TRY IT: Reproduce word for word, from the entries below, the line with "published to consumers", the line with "Copy, Debug, PartialEq, Eq, Serialize, Deserialize)]", and every line between them, and nothing more.

RECORD EXCERPTS:
=== Begin Enclosure ===

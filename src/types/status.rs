//! Connection status and lifecycle signals published to consumers

use serde::{Deserialize, Serialize};

/// Lifecycle state of the single physical connection
#[derive(Clone, Copy, Debug, PartialEq, Eq, Serialize, Deserialize)]
#[serde(rename_all = "snake_case")]
pub enum ConnectionState {
    Connecting,
    Open,
    Closed,
    Reconnecting,
}

/// Snapshot of the connection published through a watch channel
#[derive(Clone, Debug, PartialEq, Eq, Serialize, Deserialize)]
pub struct LinkStatus {
    pub state: ConnectionState,

    /// Number of successful opens so far. Never reset.
    pub generation: u64,

    /// Consecutive failed reconnect attempts since the last open
    pub attempt: u32,

    /// Unix timestamp (ms) of the last state change
    pub changed_at: i64,
}

impl LinkStatus {
    pub(crate) fn initial() -> Self {
        Self {
            state: ConnectionState::Closed,
            generation: 0,
            attempt: 0,
            changed_at: chrono::Utc::now().timestamp_millis(),
        }
    }

    /// True while the socket is open and usable
    pub fn is_open(&self) -> bool {
        self.state == ConnectionState::Open
    }
}

/// Lifecycle signals broadcast to the UI layer
#[derive(Clone, Debug, PartialEq, Eq, Serialize, Deserialize)]
#[serde(tag = "type", rename_all = "snake_case")]
pub enum LinkEvent {
    /// A socket opened; `generation` is the new generation counter
    Connected { generation: u64 },

    /// The socket closed with the given close code (1006 for abnormal drops)
    Disconnected { code: u16 },

    /// The server rejected our credentials; the UI should go to login
    LoginRequired,

    /// All client-side data must be reloaded from scratch
    Invalidated,

    /// The transport reported an error; the following close drives recovery
    TransportError { message: String },
}

/// How a close code is handled
#[derive(Clone, Copy, Debug, PartialEq, Eq)]
pub enum CloseDisposition {
    /// Authentication failure: clear everything, go to login, no retry
    Login,
    /// Unrecoverable server condition: clear everything, invalidate, no retry
    Fatal,
    /// Anything else: keep data, drop readiness, retry with backoff
    Retry,
}

impl CloseDisposition {
    /// Classify a close code against the configured reserved values
    pub fn classify(code: u16, auth_code: u16, fatal_threshold: u16) -> Self {
        if code == auth_code {
            CloseDisposition::Login
        } else if code >= fatal_threshold {
            CloseDisposition::Fatal
        } else {
            CloseDisposition::Retry
        }
    }
}

#[cfg(test)]
mod tests {
    use super::*;

    #[test]
    fn test_classify_close_codes() {
        assert_eq!(CloseDisposition::classify(4001, 4001, 4000), CloseDisposition::Login);
        assert_eq!(CloseDisposition::classify(4000, 4001, 4000), CloseDisposition::Fatal);
        assert_eq!(CloseDisposition::classify(4500, 4001, 4000), CloseDisposition::Fatal);
        assert_eq!(CloseDisposition::classify(1000, 4001, 4000), CloseDisposition::Retry);
        assert_eq!(CloseDisposition::classify(1006, 4001, 4000), CloseDisposition::Retry);
    }

    #[test]
    fn test_link_event_serialization() {
        let json = serde_json::to_string(&LinkEvent::Connected { generation: 3 }).unwrap();
        assert!(json.contains("connected"));
        assert!(json.contains('3'));
    }
}
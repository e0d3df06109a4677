//! Caller-facing call handle

use serde_json::Value;
use tokio::sync::watch;

use super::CallState;
use crate::link::Link;

/// One UI element's view of a remote call.
///
/// The handle can issue calls repeatedly; each new call supersedes the
/// previous one. Dropping the handle unregisters whatever is still pending.
///
/// A resilient handle reissues its last successful request on every
/// reconnect. That replay also counts as a new call: if a different request
/// was still pending when the socket reopened, it is superseded and its reply
/// is dropped. Call [`RpcHandle::retry`] or issue it again if it still
/// matters.
pub struct RpcHandle {
    link: Link,
    id: u64,
    state: watch::Receiver<CallState>,
}

impl RpcHandle {
    pub(crate) fn new(link: Link, resilient: bool) -> Self {
        let (id, state) = link.with_core(|core| core.register_call(resilient));
        Self { link, id, state }
    }

    /// Issue a call with a fresh correlation id
    pub fn call(&self, method: impl Into<String>, params: Value) {
        let method = method.into();
        self.link
            .with_core(|core| core.issue_call(self.id, method, params));
    }

    /// Reissue the last call. Returns false if nothing was ever called.
    pub fn retry(&self) -> bool {
        self.link.with_core(|core| core.retry_call(self.id))
    }

    /// Forget the pending call and return to `Idle`
    pub fn reset(&self) {
        self.link.with_core(|core| core.reset_call(self.id));
    }

    pub fn state(&self) -> CallState {
        self.state.borrow().clone()
    }

    pub fn is_pending(&self) -> bool {
        matches!(*self.state.borrow(), CallState::Pending)
    }

    /// Receiver for state changes
    pub fn watch(&self) -> watch::Receiver<CallState> {
        self.state.clone()
    }

    /// Wait until the current call settles.
    ///
    /// Returns `None` if the handle is idle (never called, or reset while
    /// waiting) or the link is gone.
    pub async fn outcome(&mut self) -> Option<Result<(), Value>> {
        let settled = self
            .state
            .wait_for(|state| !matches!(state, CallState::Pending))
            .await
            .ok()?;
        match &*settled {
            CallState::Success => Some(Ok(())),
            CallState::Error(error) => Some(Err(error.clone())),
            CallState::Idle | CallState::Pending => None,
        }
    }
}

impl Drop for RpcHandle {
    fn drop(&mut self) {
        let id = self.id;
        self.link.with_core(|core| core.release_call(id));
    }
}

impl std::fmt::Debug for RpcHandle {
    fn fmt(&self, f: &mut std::fmt::Formatter<'_>) -> std::fmt::Result {
        f.debug_struct("RpcHandle")
            .field("id", &self.id)
            .field("state", &*self.state.borrow())
            .finish()
    }
}
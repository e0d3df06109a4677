//! Subscription registry
//!
//! Reference-counted topic interest. The first reference sends a wire
//! subscribe (or leaves it to the open sweep when the socket is down); the
//! last release sends the wire unsubscribe and deletes the topic's data.

use serde_json::Value;
use tokio::sync::watch;
use tokio_stream::wrappers::WatchStream;
use tracing::debug;

use crate::connection::LinkCore;
use crate::link::Link;
use crate::protocol::Outbound;
use crate::store::TopicSnapshot;
use crate::types::{LinkError, LinkResult};

impl LinkCore {
    /// Add a reference to `topic`; `max_len` makes it a scroll topic
    pub(crate) fn subscribe(
        &mut self,
        topic: &str,
        max_len: Option<usize>,
    ) -> watch::Receiver<TopicSnapshot> {
        let (refs, rx) = self.store.retain(topic, max_len);
        debug!(topic, refs, "subscribe");
        self.connect();

        if refs == 1 && self.is_open() && !self.store.is_always_on(topic) {
            self.transmit(&Outbound::Subscribe {
                topic: topic.to_string(),
            });
        }
        rx
    }

    /// Drop a reference. `force` sends the wire unsubscribe even when other
    /// references remain.
    pub(crate) fn unsubscribe(&mut self, topic: &str, force: bool) {
        if self.store.is_always_on(topic) || self.store.refs(topic) == 0 {
            return;
        }

        let before = self.store.release(topic);
        debug!(topic, refs = before - 1, force, "unsubscribe");
        if before == 1 || force {
            self.send(Outbound::Unsubscribe {
                topic: topic.to_string(),
            });
        }
    }
}

/// Guard for one reference to a topic.
///
/// Dropping the guard releases the reference.
pub struct Subscription {
    link: Link,
    topic: String,
    rx: watch::Receiver<TopicSnapshot>,
    released: bool,
}

impl Subscription {
    pub(crate) fn new(link: Link, topic: String, max_len: Option<usize>) -> Self {
        let rx = link.with_core(|core| core.subscribe(&topic, max_len));
        Self {
            link,
            topic,
            rx,
            released: false,
        }
    }

    pub fn topic(&self) -> &str {
        &self.topic
    }

    pub fn snapshot(&self) -> TopicSnapshot {
        self.rx.borrow().clone()
    }

    pub fn value(&self) -> Value {
        self.rx.borrow().value.clone()
    }

    pub fn is_ready(&self) -> bool {
        self.rx.borrow().ready
    }

    /// Wait for the next change and return the new snapshot
    pub async fn changed(&mut self) -> LinkResult<TopicSnapshot> {
        self.rx.changed().await.map_err(|_| LinkError::Halted)?;
        Ok(self.rx.borrow_and_update().clone())
    }

    /// Wait until a `full` snapshot has been applied
    pub async fn ready(&mut self) -> LinkResult<TopicSnapshot> {
        let snap = self
            .rx
            .wait_for(|snap| snap.ready)
            .await
            .map_err(|_| LinkError::Halted)?;
        Ok(snap.clone())
    }

    /// Stream of snapshots, starting with the current one
    pub fn updates(&self) -> WatchStream<TopicSnapshot> {
        WatchStream::new(self.rx.clone())
    }

    pub fn receiver(&self) -> watch::Receiver<TopicSnapshot> {
        self.rx.clone()
    }

    /// Release now instead of on drop
    pub fn unsubscribe(mut self, force: bool) {
        self.release(force);
    }

    fn release(&mut self, force: bool) {
        if self.released {
            return;
        }
        self.released = true;
        let topic = &self.topic;
        self.link.with_core(|core| core.unsubscribe(topic, force));
    }
}

impl Drop for Subscription {
    fn drop(&mut self) {
        self.release(false);
    }
}

impl std::fmt::Debug for Subscription {
    fn fmt(&self, f: &mut std::fmt::Formatter<'_>) -> std::fmt::Result {
        f.debug_struct("Subscription")
            .field("topic", &self.topic)
            .field("ready", &self.rx.borrow().ready)
            .finish()
    }
}

#[cfg(test)]
mod tests {
    use super::*;
    use crate::config::LinkConfig;
    use crate::connection::tests::{new_core, new_core_with, open_socket, written};
    use serde_json::json;

    #[test]
    fn test_first_reference_subscribes_on_wire() {
        let mut core = new_core();
        let mut plan = open_socket(&mut core);

        let _a = core.subscribe("jobs", None);
        let _b = core.subscribe("jobs", None);
        assert_eq!(written(&mut plan), vec![json!({"t": "jobs"})]);
        assert_eq!(core.store.refs("jobs"), 2);
    }

    #[test]
    fn test_closed_socket_defers_to_open_sweep() {
        let mut core = new_core();
        let _a = core.subscribe("b", None);
        let _b = core.subscribe("a", None);
        let mut plan = open_socket(&mut core);
        assert_eq!(written(&mut plan), vec![json!({"t": "a"}), json!({"t": "b"})]);
    }

    #[test]
    fn test_unsubscribe_once_per_last_release() {
        let mut core = new_core();
        let mut plan = open_socket(&mut core);
        core.subscribe("jobs", None);
        core.subscribe("jobs", None);
        written(&mut plan);

        core.unsubscribe("jobs", false);
        assert!(written(&mut plan).is_empty());
        core.unsubscribe("jobs", false);
        assert_eq!(written(&mut plan), vec![json!({"t": "jobs", "o": "unsub"})]);

        // Extra releases never go negative or resend
        core.unsubscribe("jobs", false);
        assert!(written(&mut plan).is_empty());
        assert_eq!(core.store.refs("jobs"), 0);
        assert!(!core.store.contains("jobs"));
    }

    #[test]
    fn test_force_unsubscribe_keeps_other_refs() {
        let mut core = new_core();
        let mut plan = open_socket(&mut core);
        core.subscribe("jobs", None);
        core.subscribe("jobs", None);
        written(&mut plan);

        core.unsubscribe("jobs", true);
        assert_eq!(written(&mut plan), vec![json!({"t": "jobs", "o": "unsub"})]);
        assert_eq!(core.store.refs("jobs"), 1);
    }

    #[test]
    fn test_always_on_topics_never_hit_the_wire() {
        let config = LinkConfig::new("http://localhost:9000").with_always_on(["status"]);
        let mut core = new_core_with(config);
        let rx = core.subscribe("status", None);
        let mut plan = open_socket(&mut core);
        assert!(rx.borrow().ready);

        core.subscribe("status", None);
        core.unsubscribe("status", true);
        assert!(written(&mut plan).is_empty());
        assert!(core.store.contains("status"));
    }
}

=== End Enclosure ===

RESULT OF THE TASK:
//! Connection status and lifecycle signals published to consumers

use serde::{Deserialize, Serialize};

/// Lifecycle state of the single physical connection
#[derive(Clone, Copy, Debug, PartialEq, Eq, Serialize, Deserialize)]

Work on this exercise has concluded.